When he crossed Church Street, he entered a vaulted arch of giant maples and elms and chestnut trees. He left behind the noise of commerce and took up the music of gentrified life. Great Folk life. Here, carriage wheels didn’t clatter, they softly crunched over the dirt and gravel street. Coal didn’t rumble down chutes into bins; it gently slid. No one shouted or cursed, babies didn’t cry, but sometimes from behind wrought-iron gates and privet hedges he could hear a child’s laughter.
When he passed the ivy-shawled house of the Carter sisters, he
heard the squeak of a porch glider. He stopped and bowed to the two ladies. He smiled when he heard Miss Liluth giggle.
His own house was the biggest and grandest of the mansions on Hope Street. He walked through an iron archway and up an alley of marble flagstones. Linden trees lined the way, and on sunny spring days like this one their scent was sweet and haunting. It always made him feel a little sad, the smell of the lindens in spring, although he could never say why.
He stopped at the bottom of the portico and let his gaze roam slowly up the two-story fluted Corinthian columns and tall Palladian windows. Alcott pride had been built into the house, and he always felt an answering pride well up inside of him at the sight of it.
He put his custom-made kangaroo congress gaiter on the first marble step just as the mill’s shrill whistle blasted, the town clock pealed, and Saint Michael’s bell tolled the noon hour.
By the time the last chime had been carried away by the wind, he was through the door of the Hope Street mansion.
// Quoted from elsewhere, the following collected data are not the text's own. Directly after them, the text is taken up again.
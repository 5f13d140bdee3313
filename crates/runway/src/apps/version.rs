//! App address parsing and version resolution.

use std::cmp::Ordering;
use std::fmt;
use std::path::{Path, PathBuf};

use semver::{Version, VersionReq};
use serde::Serialize;

use super::Layout;
use crate::error::{Error, Result};

/// Folder name that marks the explicitly promoted version.
pub const LATEST_TAG: &str = "latest";

/// `name`, `name@spec` or `name/spec`.
#[derive(Debug, Clone, PartialEq, Eq)]
pub struct AppAddress {
    pub name: String,
    pub version_spec: Option<String>,
}

impl AppAddress {
    pub fn parse(identifier: &str) -> Result<Self> {
        let identifier = identifier.trim().trim_matches('/');

        let (name, spec) = match identifier.rfind('@') {
            Some(idx) if idx > 0 => (&identifier[..idx], Some(&identifier[idx + 1..])),
            _ => match identifier.split_once('/') {
                Some((name, spec)) => (name, Some(spec)),
                None => (identifier, None),
            },
        };

        if name.is_empty() || name.contains('/') {
            return Err(Error::validation(format!(
                "invalid app identifier '{}'",
                identifier
            )));
        }

        Ok(Self {
            name: name.to_string(),
            version_spec: spec
                .map(str::trim)
                .filter(|s| !s.is_empty())
                .map(str::to_string),
        })
    }
}

impl fmt::Display for AppAddress {
    fn fmt(&self, f: &mut fmt::Formatter<'_>) -> fmt::Result {
        match &self.version_spec {
            Some(spec) => write!(f, "{}@{}", self.name, spec),
            None => write!(f, "{}", self.name),
        }
    }
}

/// A parsed version spec.
#[derive(Debug, Clone, PartialEq)]
pub enum VersionSpec {
    Latest,
    Exact(Version),
    Range(VersionReq),
}

impl VersionSpec {
    /// Partials widen to wildcards: `1` is `1.*`, `1.4` is `1.4.*`.
    pub fn parse(spec: &str) -> Result<Self> {
        let spec = spec.trim();
        if spec == LATEST_TAG {
            return Ok(VersionSpec::Latest);
        }
        if let Ok(version) = Version::parse(spec) {
            return Ok(VersionSpec::Exact(version));
        }

        let is_partial = !spec.is_empty()
            && spec.split('.').count() <= 2
            && spec.split('.').all(|p| !p.is_empty() && p.bytes().all(|b| b.is_ascii_digit()));
        let req = if is_partial {
            format!("{}.*", spec)
        } else {
            spec.to_string()
        };

        VersionReq::parse(&req)
            .map(VersionSpec::Range)
            .map_err(|e| Error::validation(format!("invalid version spec '{}': {}", spec, e)))
    }
}

/// The version a folder stands for.
#[derive(Debug, Clone, PartialEq, Eq)]
pub enum FolderVersion {
    Latest,
    Numeric(Version),
}

impl FolderVersion {
    pub fn parse(segment: &str) -> Option<Self> {
        if segment == LATEST_TAG {
            return Some(FolderVersion::Latest);
        }
        Version::parse(segment).ok().map(FolderVersion::Numeric)
    }
}

impl fmt::Display for FolderVersion {
    fn fmt(&self, f: &mut fmt::Formatter<'_>) -> fmt::Result {
        match self {
            FolderVersion::Latest => f.write_str(LATEST_TAG),
            FolderVersion::Numeric(v) => write!(f, "{}", v),
        }
    }
}

/// True when `segment` names a version folder.
pub fn is_version_segment(segment: &str) -> bool {
    FolderVersion::parse(segment).is_some()
}

/// One version folder of an app found on disk.
#[derive(Debug, Clone, Serialize)]
pub struct AppVersion {
    pub name: String,
    pub version: String,
    pub layout: Layout,
    pub dir: PathBuf,
    #[serde(skip)]
    pub root_index: usize,
    #[serde(skip)]
    folder: Option<FolderVersion>,
}

impl AppVersion {
    fn folder_version(&self) -> Option<&FolderVersion> {
        self.folder.as_ref()
    }

    fn numeric(&self) -> Option<&Version> {
        match self.folder_version() {
            Some(FolderVersion::Numeric(v)) => Some(v),
            _ => None,
        }
    }

    fn is_latest(&self) -> bool {
        matches!(self.folder_version(), Some(FolderVersion::Latest))
    }

    /// Location rank when two folders hold the same version: flat before
    /// nested, then earlier roots first. Lower wins.
    fn location_rank(&self) -> (Layout, usize) {
        (self.layout, self.root_index)
    }
}

/// Maps app identifiers to version directories across several roots.
#[derive(Debug, Clone)]
pub struct VersionResolver {
    roots: Vec<PathBuf>,
}

impl VersionResolver {
    pub fn new(roots: Vec<PathBuf>) -> Self {
        Self { roots }
    }

    pub fn roots(&self) -> &[PathBuf] {
        &self.roots
    }

    /// Resolve `identifier` to an app version directory.
    pub async fn resolve(&self, identifier: &str) -> Result<AppVersion> {
        let address = AppAddress::parse(identifier)?;
        let spec = address
            .version_spec
            .as_deref()
            .map(VersionSpec::parse)
            .transpose()?;

        let candidates = self.versions(&address.name).await?;
        select(candidates, spec.as_ref())
            .ok_or_else(|| Error::not_found(format!("app '{}'", address)))
    }

    /// True when at least one version of `name` exists under any root.
    pub async fn exists(&self, name: &str) -> Result<bool> {
        Ok(!self.versions(name).await?.is_empty())
    }

    /// Every valid version folder of `name`, across roots and layouts.
    pub async fn versions(&self, name: &str) -> Result<Vec<AppVersion>> {
        let mut out = Vec::new();
        for (index, root) in self.roots.iter().enumerate() {
            out.extend(
                scan_root(root, index)
                    .await?
                    .into_iter()
                    .filter(|v| v.name == name),
            );
        }
        Ok(out)
    }

    /// Every app version under every root.
    pub async fn all(&self) -> Result<Vec<AppVersion>> {
        let mut out = Vec::new();
        for (index, root) in self.roots.iter().enumerate() {
            out.extend(scan_root(root, index).await?);
        }
        Ok(out)
    }
}

/// Enumerate version folders of every app directly under `root`.
pub(crate) async fn scan_root(root: &Path, root_index: usize) -> Result<Vec<AppVersion>> {
    let mut out = Vec::new();
    let mut entries = match tokio::fs::read_dir(root).await {
        Ok(entries) => entries,
        Err(e) if e.kind() == std::io::ErrorKind::NotFound => return Ok(out),
        Err(e) => return Err(e.into()),
    };

    while let Some(entry) = entries.next_entry().await? {
        if !entry.file_type().await?.is_dir() {
            continue;
        }
        let Some(file_name) = entry.file_name().to_str().map(str::to_string) else {
            continue;
        };

        if let Some(idx) = file_name.rfind('@').filter(|idx| *idx > 0) {
            if let Some(folder) = FolderVersion::parse(&file_name[idx + 1..]) {
                out.push(AppVersion {
                    name: file_name[..idx].to_string(),
                    version: folder.to_string(),
                    layout: Layout::Flat,
                    dir: entry.path(),
                    root_index,
                    folder: Some(folder),
                });
            }
            continue;
        }

        let mut children = tokio::fs::read_dir(entry.path()).await?;
        while let Some(child) = children.next_entry().await? {
            if !child.file_type().await?.is_dir() {
                continue;
            }
            let Some(folder) = child.file_name().to_str().and_then(FolderVersion::parse) else {
                continue;
            };
            out.push(AppVersion {
                name: file_name.clone(),
                version: folder.to_string(),
                layout: Layout::Nested,
                dir: child.path(),
                root_index,
                folder: Some(folder),
            });
        }
    }

    Ok(out)
}

/// Pick the winning candidate for `spec`.
///
/// Without a spec, or with `latest`, a `latest` folder wins; when there is
/// none the highest numeric version is used.
fn select(candidates: Vec<AppVersion>, spec: Option<&VersionSpec>) -> Option<AppVersion> {
    let prefer_latest = matches!(spec, None | Some(VersionSpec::Latest));
    if prefer_latest {
        let latest = candidates
            .iter()
            .filter(|c| c.is_latest())
            .min_by(|a, b| a.location_rank().cmp(&b.location_rank()));
        if let Some(latest) = latest {
            return Some(latest.clone());
        }
    }

    candidates
        .into_iter()
        .filter(|c| match (c.numeric(), spec) {
            (None, _) => false,
            (Some(_), None | Some(VersionSpec::Latest)) => true,
            (Some(v), Some(VersionSpec::Exact(exact))) => v == exact,
            (Some(v), Some(VersionSpec::Range(req))) => req.matches(v),
        })
        .max_by(|a, b| compare(a, b))
}

fn compare(a: &AppVersion, b: &AppVersion) -> Ordering {
    a.numeric()
        .cmp(&b.numeric())
        // reversed so the better location is the "greater" one for max_by
        .then_with(|| b.location_rank().cmp(&a.location_rank()))
}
He hung his derby on the hall tree and put his ivory boarhead walking stick in the elephant’s-foot umbrella stand. He adjusted the columbine in his buttonhole and slicked back his hair.
He breathed deeply, filling his head with the house’s familiar scent that was both sweet and musky. Some folk might say it was the hundred years’ worth of beeswax polish rubbed into the olivewood paneling. But Geoffrey Alcott knew it for what it was: the smell of old money.
As he did every afternoon, Geoffrey went first into the morning room, where he found his grandmother sitting in her white wicker rocking chair among her camellias and ferns. Twice a week she had the
Bristol Phoenix
delivered hot off the presses so that she could check the obituaries and gloat over whom she’d managed to outlive for another day.
She had been waiting for him, and her eyes came alive in her
fleshless face when he entered the room. She waved the newspaper through the air so hard her cap strings fluttered.
“Amelia Attwater!” she shrieked. She was nearly deaf and she behaved as if everyone else was also. “Right here she is—Amelia Attwater, dead in the paper. It says it was softening of the brain what did her in, but that’s a bald-faced lie if ever there was one. Her brain was always soft as stewed tomatoes, so why should that affliction suddenly up and kill her? Huh? I ask you.”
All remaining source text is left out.